Fully explain your ideas

To get an excellent score in the IELTS Task 2 writing section, one of the easiest and most effective tips is structuring your writing in the most solid format. A great argument essay structure may be divided to four paragraphs, in which comprises of four sentences (excluding the conclusion paragraph, which comprises of three sentences).

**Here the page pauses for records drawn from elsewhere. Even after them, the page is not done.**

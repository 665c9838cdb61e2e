//! Advertiser source-failure monitor.
//!
//! - `fetch`: remote feed of advertisers with failing sources
//! - `store`: persisted snapshot of the previous run
//! - `diff`: new and re-occurred failure detection
//! - `job`: the run orchestrator

pub mod diff;
pub mod fetch;
pub mod job;
pub mod store;

pub use diff::PendingNotification;
pub use fetch::{FailureFeed, FetchError, HttpFeed};
pub use job::{Monitor, MonitorError, RunOutcome, RunReport};
pub use store::{FileSnapshotStore, InMemorySnapshotStore, SnapshotError, SnapshotStore};
//! Flagged-source state as stored between runs.
//!
//! Only sources that are enabled for fetching and currently failing ever
//! make it into these types; healthy sources are dropped when the feed
//! response is normalized.

use indexmap::IndexMap;
use serde::{Deserialize, Serialize};

/// A failing data feed owned by an advertiser.
#[derive(Debug, Clone, PartialEq, Eq, Serialize, Deserialize)]
pub struct Source {
    pub name: String,
    pub source_type: String,
    /// When the last sync failed. A changed value means the source
    /// recovered and failed again.
    pub sync_failed_at: Option<String>,
}

/// An advertiser and its flagged sources, keyed by source id.
#[derive(Debug, Clone, PartialEq, Eq, Serialize, Deserialize)]
pub struct Advertiser {
    pub name: String,
    #[serde(default)]
    pub sources: IndexMap<String, Source>,
}

impl Advertiser {
    pub fn new(name: impl Into<String>) -> Self {
        Self {
            name: name.into(),
            sources: IndexMap::new(),
        }
    }

    /// Builder-style source insert.
    pub fn with_source(mut self, id: impl Into<String>, source: Source) -> Self {
        self.sources.insert(id.into(), source);
        self
    }
}

/// Advertiser id → advertiser, as observed by one fetch.
///
/// Serializes as a bare JSON object so the file on disk reads
/// `{ "<advertiser id>": { "name": ..., "sources": { ... } } }`.
#[derive(Debug, Clone, Default, PartialEq, Eq, Serialize, Deserialize)]
#[serde(transparent)]
pub struct Snapshot {
    advertisers: IndexMap<String, Advertiser>,
}

impl Snapshot {
    pub fn new() -> Self {
        Self::default()
    }

    pub fn len(&self) -> usize {
        self.advertisers.len()
    }

    pub fn is_empty(&self) -> bool {
        self.advertisers.is_empty()
    }

    pub fn get(&self, advertiser_id: &str) -> Option<&Advertiser> {
        self.advertisers.get(advertiser_id)
    }

    pub fn get_mut(&mut self, advertiser_id: &str) -> Option<&mut Advertiser> {
        self.advertisers.get_mut(advertiser_id)
    }

    pub fn contains(&self, advertiser_id: &str) -> bool {
        self.advertisers.contains_key(advertiser_id)
    }

    /// Insert or replace an advertiser, returning the previous entry.
    pub fn insert(&mut self, advertiser_id: impl Into<String>, advertiser: Advertiser) -> Option<Advertiser> {
        self.advertisers.insert(advertiser_id.into(), advertiser)
    }

    /// Remove an advertiser, keeping the order of the rest.
    pub fn remove(&mut self, advertiser_id: &str) -> Option<Advertiser> {
        self.advertisers.shift_remove(advertiser_id)
    }

    pub fn iter(&self) -> indexmap::map::Iter<'_, String, Advertiser> {
        self.advertisers.iter()
    }

    /// Total number of flagged sources across all advertisers.
    pub fn source_count(&self) -> usize {
        self.advertisers.values().map(|a| a.sources.len()).sum()
    }
}

impl FromIterator<(String, Advertiser)> for Snapshot {
    fn from_iter<I: IntoIterator<Item = (String, Advertiser)>>(iter: I) -> Self {
        Self {
            advertisers: iter.into_iter().collect(),
        }
    }
}

impl<'a> IntoIterator for &'a Snapshot {
    type Item = (&'a String, &'a Advertiser);
    type IntoIter = indexmap::map::Iter<'a, String, Advertiser>;

    fn into_iter(self) -> Self::IntoIter {
        self.advertisers.iter()
    }
}

#[cfg(test)]
mod tests {
    use super::*;

    fn source(name: &str, at: &str) -> Source {
        Source {
            name: name.to_string(),
            source_type: "facebook_ads".to_string(),
            sync_failed_at: Some(at.to_string()),
        }
    }

    #[test]
    fn snapshot_serializes_as_plain_object() {
        let snapshot: Snapshot = [(
            "A1".to_string(),
            Advertiser::new("Acme").with_source("S1", source("Main feed", "2024-01-01T00:00")),
        )]
        .into_iter()
        .collect();

        let json = serde_json::to_value(&snapshot).unwrap();
        assert_eq!(
            json,
            serde_json::json!({
                "A1": {
                    "name": "Acme",
                    "sources": {
                        "S1": {
                            "name": "Main feed",
                            "source_type": "facebook_ads",
                            "sync_failed_at": "2024-01-01T00:00"
                        }
                    }
                }
            })
        );
    }

    #[test]
    fn snapshot_reads_file_shape() {
        let raw = r#"{
            "12": {"name": "Beta", "sources": {
                "7": {"name": "GA", "source_type": "google", "sync_failed_at": "2024-02-01T10:00"},
                "3": {"name": "FB", "source_type": "facebook", "sync_failed_at": null}
            }}
        }"#;
        let snapshot: Snapshot = serde_json::from_str(raw).unwrap();
        assert_eq!(snapshot.len(), 1);
        assert_eq!(snapshot.source_count(), 2);

        let adv = snapshot.get("12").unwrap();
        let ids: Vec<&str> = adv.sources.keys().map(String::as_str).collect();
        assert_eq!(ids, vec!["7", "3"]);
        assert_eq!(adv.sources["3"].sync_failed_at, None);
    }

    #[test]
    fn remove_keeps_order() {
        let mut snapshot: Snapshot = ["a", "b", "c"]
            .into_iter()
            .map(|id| (id.to_string(), Advertiser::new(id)))
            .collect();
        assert!(snapshot.remove("b").is_some());
        let ids: Vec<&String> = snapshot.iter().map(|(id, _)| id).collect();
        assert_eq!(ids, vec!["a", "c"]);
        assert!(!snapshot.contains("b"));
    }

    #[test]
    fn empty_snapshot() {
        let snapshot: Snapshot = serde_json::from_str("{}").unwrap();
        assert!(snapshot.is_empty());
        assert_eq!(snapshot, Snapshot::new());
    }
}
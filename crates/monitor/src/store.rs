//! Persistence of the last observed snapshot.
//!
//! The snapshot is one JSON document replaced wholesale at the end of each
//! run. A missing file means no run has completed yet and loads as an empty
//! snapshot.

use std::path::{Path, PathBuf};
use std::sync::{Arc, Mutex, MutexGuard};

use sourcewatch_core::Snapshot;
use thiserror::Error;
use tracing::debug;

/// Errors produced by [`SnapshotStore`] operations.
#[derive(Debug, Error)]
pub enum SnapshotError {
    #[error("I/O error: {0}")]
    Io(#[from] std::io::Error),
    #[error("JSON error: {0}")]
    Json(#[from] serde_json::Error),
    #[error("snapshot store unavailable: {0}")]
    Unavailable(String),
}

/// Load/save capability for the previous run's state.
pub trait SnapshotStore: Send + Sync {
    /// Return the persisted snapshot, or an empty one if none exists yet.
    fn load(&self) -> Result<Snapshot, SnapshotError>;

    /// Replace the persisted snapshot.
    fn save(&self, snapshot: &Snapshot) -> Result<(), SnapshotError>;
}

// ── File-backed ─────────────────────────────────────────────────

/// Stores the snapshot as pretty-printed JSON at a fixed path.
///
/// Writes go to `{path}.tmp` first and are renamed over `{path}`, so the
/// target is never left half-written.
#[derive(Debug, Clone)]
pub struct FileSnapshotStore {
    path: PathBuf,
}

impl FileSnapshotStore {
    pub fn new(path: impl Into<PathBuf>) -> Self {
        Self { path: path.into() }
    }

    pub fn path(&self) -> &Path {
        &self.path
    }

    fn temp_path(&self) -> PathBuf {
        let mut tmp = self.path.clone().into_os_string();
        tmp.push(".tmp");
        PathBuf::from(tmp)
    }
}

impl SnapshotStore for FileSnapshotStore {
    fn load(&self) -> Result<Snapshot, SnapshotError> {
        let json = match std::fs::read_to_string(&self.path) {
            Ok(json) => json,
            Err(e) if e.kind() == std::io::ErrorKind::NotFound => {
                debug!(path = %self.path().display(), "no snapshot yet");
                return Ok(Snapshot::new());
            }
            Err(e) => return Err(e.into()),
        };
        Ok(serde_json::from_str(&json)?)
    }

    fn save(&self, snapshot: &Snapshot) -> Result<(), SnapshotError> {
        if let Some(parent) = self.path.parent().filter(|p| !p.as_os_str().is_empty()) {
            std::fs::create_dir_all(parent)?;
        }
        let json = serde_json::to_string_pretty(snapshot)?;
        let tmp = self.temp_path();
        std::fs::write(&tmp, json)?;
        std::fs::rename(&tmp, &self.path)?;
        debug!(path = %self.path().display(), advertisers = snapshot.len(), "snapshot written");
        Ok(())
    }
}

// ── In-memory ───────────────────────────────────────────────────

/// In-memory store. Clones share the same state.
#[derive(Debug, Clone, Default)]
pub struct InMemorySnapshotStore {
    state: Arc<Mutex<StoreState>>,
}

#[derive(Debug, Default)]
struct StoreState {
    snapshot: Snapshot,
    saves: usize,
}

impl InMemorySnapshotStore {
    pub fn new() -> Self {
        Self::default()
    }

    /// Start from an existing snapshot, as if a previous run had saved it.
    pub fn with_snapshot(snapshot: Snapshot) -> Self {
        Self {
            state: Arc::new(Mutex::new(StoreState { snapshot, saves: 0 })),
        }
    }

    /// The currently stored snapshot.
    pub fn snapshot(&self) -> Result<Snapshot, SnapshotError> {
        Ok(self.lock()?.snapshot.clone())
    }

    /// How many times `save` has been called.
    pub fn save_count(&self) -> Result<usize, SnapshotError> {
        Ok(self.lock()?.saves)
    }

    fn lock(&self) -> Result<MutexGuard<'_, StoreState>, SnapshotError> {
        self.state
            .lock()
            .map_err(|_| SnapshotError::Unavailable("lock poisoned".into()))
    }
}

impl SnapshotStore for InMemorySnapshotStore {
    fn load(&self) -> Result<Snapshot, SnapshotError> {
        self.snapshot()
    }

    fn save(&self, snapshot: &Snapshot) -> Result<(), SnapshotError> {
        let mut state = self.lock()?;
        state.snapshot = snapshot.clone();
        state.saves += 1;
        Ok(())
    }
}
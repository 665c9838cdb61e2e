//! One monitoring run: fetch, compare, notify, persist.
//!
//! ```text
//! START → FETCHED → SNAPSHOT_LOADED ─┬→ BOOTSTRAP_EXIT ──┬→ SNAPSHOT_SAVED → END
//!                                    └→ DIFF_AND_NOTIFY ─┘
//! ```
//!
//! A fetch or snapshot-load failure ends the run before anything is written,
//! so the next run compares against the same previous snapshot.

use std::fmt;

use sourcewatch_core::{FailurePolicy, Snapshot};
use sourcewatch_notify::{Notifier, NotifyError, TemplateRenderer};
use thiserror::Error;
use tracing::{info, warn};

use crate::diff::{self, PendingNotification};
use crate::fetch::{FailureFeed, FetchError};
use crate::store::{SnapshotError, SnapshotStore};

#[derive(Debug, Error)]
pub enum MonitorError {
    #[error("fetching current state failed: {0}")]
    Fetch(#[from] FetchError),

    #[error("snapshot store failed: {0}")]
    Snapshot(#[from] SnapshotError),

    #[error("notifying advertiser {advertiser_id} failed: {source}")]
    Notify {
        advertiser_id: String,
        #[source]
        source: NotifyError,
    },
}

/// Step of a run, recorded on each log line as `phase`.
#[derive(Debug, Clone, Copy, PartialEq, Eq)]
pub enum RunPhase {
    Fetched,
    SnapshotLoaded,
    BootstrapExit,
    DiffAndNotify,
    SnapshotSaved,
}

impl fmt::Display for RunPhase {
    fn fmt(&self, f: &mut fmt::Formatter<'_>) -> fmt::Result {
        f.write_str(match self {
            Self::Fetched => "fetched",
            Self::SnapshotLoaded => "snapshot_loaded",
            Self::BootstrapExit => "bootstrap_exit",
            Self::DiffAndNotify => "diff_and_notify",
            Self::SnapshotSaved => "snapshot_saved",
        })
    }
}

#[derive(Debug, Clone, Copy, PartialEq, Eq)]
pub enum RunOutcome {
    /// No previous state: baseline recorded, nothing sent.
    Bootstrap,
    /// Compared against the previous state and notified.
    Completed,
}

/// A notification that could not be delivered under [`FailurePolicy::Defer`].
#[derive(Debug, Clone)]
pub struct DeliveryFailure {
    pub advertiser_id: String,
    pub error: String,
}

/// Summary of a finished run.
#[derive(Debug, Clone)]
pub struct RunReport {
    pub outcome: RunOutcome,
    /// Advertiser ids that were notified.
    pub notified: Vec<String>,
    pub failed: Vec<DeliveryFailure>,
    /// False for dry runs, and for deferred runs that had nothing to record.
    pub snapshot_saved: bool,
}

impl RunReport {
    pub fn is_clean(&self) -> bool {
        self.failed.is_empty()
    }
}

/// Sequences one run over explicit collaborators.
pub struct Monitor {
    feed: Box<dyn FailureFeed>,
    store: Box<dyn SnapshotStore>,
    notifier: Box<dyn Notifier>,
    renderer: TemplateRenderer,
    policy: FailurePolicy,
    dry_run: bool,
}

impl Monitor {
    pub fn new(
        feed: Box<dyn FailureFeed>,
        store: Box<dyn SnapshotStore>,
        notifier: Box<dyn Notifier>,
        renderer: TemplateRenderer,
    ) -> Self {
        Self {
            feed,
            store,
            notifier,
            renderer,
            policy: FailurePolicy::default(),
            dry_run: false,
        }
    }

    pub fn with_policy(mut self, policy: FailurePolicy) -> Self {
        self.policy = policy;
        self
    }

    /// When set, the run never writes the snapshot.
    pub fn dry_run(mut self, dry_run: bool) -> Self {
        self.dry_run = dry_run;
        self
    }

    /// Execute one run.
    ///
    /// # Errors
    ///
    /// Fetch and snapshot errors always abort. A notification error aborts
    /// under [`FailurePolicy::Abort`] (the snapshot is then left untouched);
    /// under [`FailurePolicy::Defer`] it is recorded in the report instead.
    pub async fn run(&self) -> Result<RunReport, MonitorError> {
        let current = self.feed.fetch().await?;
        info!(
            phase = %RunPhase::Fetched,
            advertisers = current.len(),
            sources = current.source_count(),
            "current state fetched"
        );

        let previous = self.store.load()?;
        info!(
            phase = %RunPhase::SnapshotLoaded,
            advertisers = previous.len(),
            sources = previous.source_count(),
            "previous snapshot loaded"
        );

        if diff::is_bootstrap(&previous) {
            info!(
                phase = %RunPhase::BootstrapExit,
                "first run detected: saving current errors as snapshot, no emails will be sent"
            );
            let snapshot_saved = self.persist(&current)?;
            return Ok(RunReport {
                outcome: RunOutcome::Bootstrap,
                notified: Vec::new(),
                failed: Vec::new(),
                snapshot_saved,
            });
        }

        let pending = diff::diff(&current, &previous);
        info!(
            phase = %RunPhase::DiffAndNotify,
            advertisers = pending.len(),
            channel = self.notifier.channel_name(),
            "new failures detected"
        );

        let mut acknowledged = current;
        let mut notified = Vec::new();
        let mut failed = Vec::new();

        for item in &pending {
            match self.deliver(item).await {
                Ok(()) => {
                    info!(
                        advertiser_id = %item.advertiser_id,
                        advertiser = %item.advertiser.name,
                        sources = item.advertiser.sources.len(),
                        "sent notification"
                    );
                    notified.push(item.advertiser_id.clone());
                }
                Err(err) => match self.policy {
                    FailurePolicy::Abort => return Err(err),
                    FailurePolicy::Defer => {
                        warn!(
                            advertiser_id = %item.advertiser_id,
                            error = %err,
                            "notification failed, leaving sources unacknowledged"
                        );
                        diff::unacknowledge(&mut acknowledged, &previous, item);
                        failed.push(DeliveryFailure {
                            advertiser_id: item.advertiser_id.clone(),
                            error: err.to_string(),
                        });
                    }
                },
            }
        }

        // An empty snapshot would make the next run a bootstrap and swallow
        // the deferred notifications, so the previous one stays in place.
        if acknowledged.is_empty() && !failed.is_empty() {
            warn!(
                failed = failed.len(),
                "no delivered failures to record, keeping previous snapshot"
            );
            return Ok(RunReport {
                outcome: RunOutcome::Completed,
                notified,
                failed,
                snapshot_saved: false,
            });
        }

        let snapshot_saved = self.persist(&acknowledged)?;
        Ok(RunReport {
            outcome: RunOutcome::Completed,
            notified,
            failed,
            snapshot_saved,
        })
    }

    async fn deliver(&self, item: &PendingNotification) -> Result<(), MonitorError> {
        let to_error = |source| MonitorError::Notify {
            advertiser_id: item.advertiser_id.clone(),
            source,
        };
        let notification = self
            .renderer
            .render(&item.advertiser_id, &item.advertiser)
            .map_err(to_error)?;
        self.notifier.send(&notification).await.map_err(to_error)
    }

    fn persist(&self, snapshot: &Snapshot) -> Result<bool, MonitorError> {
        if self.dry_run {
            info!(advertisers = snapshot.len(), "dry run: snapshot not saved");
            return Ok(false);
        }
        self.store.save(snapshot)?;
        info!(
            phase = %RunPhase::SnapshotSaved,
            advertisers = snapshot.len(),
            sources = snapshot.source_count(),
            "snapshot saved"
        );
        Ok(true)
    }
}

#[cfg(test)]
mod tests {
    use super::*;

    #[test]
    fn phase_names() {
        assert_eq!(RunPhase::Fetched.to_string(), "fetched");
        assert_eq!(RunPhase::BootstrapExit.to_string(), "bootstrap_exit");
        assert_eq!(RunPhase::SnapshotSaved.to_string(), "snapshot_saved");
    }

    #[test]
    fn notify_error_names_advertiser() {
        let err = MonitorError::Notify {
            advertiser_id: "A1".to_string(),
            source: NotifyError::Smtp("connection refused".to_string()),
        };
        let msg = err.to_string();
        assert!(msg.contains("A1"), "got: {msg}");
        assert!(msg.contains("connection refused"), "got: {msg}");
    }
}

For we to consider an essay structure a great one, it should be looking like this:

  • Paragraph 1 - Introduction
    • Sentence 1 - Background statement
    • Sentence 2 - Detailed background statement
    • Sentence 3 - Thesis
    • Sentence 4 - Outline sentence
  • Paragraph 2 - First supporting paragraph
    • Sentence 1 - Topic sentence
    • Sentence 2 - Example
    • Sentence 3 - Discussion
    • Sentence 4 - Conclusion
  • Paragraph 3 - Second supporting paragraph
    • Sentence 1 - Topic sentence
    • Sentence 2 - Example
    • Sentence 3 - Discussion
    • Sentence 4 - Conclusion
  • Paragraph 4 - Conclusion
    • Sentence 1 - Summary
    • Sentence 2 - Restatement of thesis
    • Sentence 3 - Prediction or recommendation

Our recommended essay structure above comprises of fifteen (15) sentences, which will make your essay approximately 250 to 275 words.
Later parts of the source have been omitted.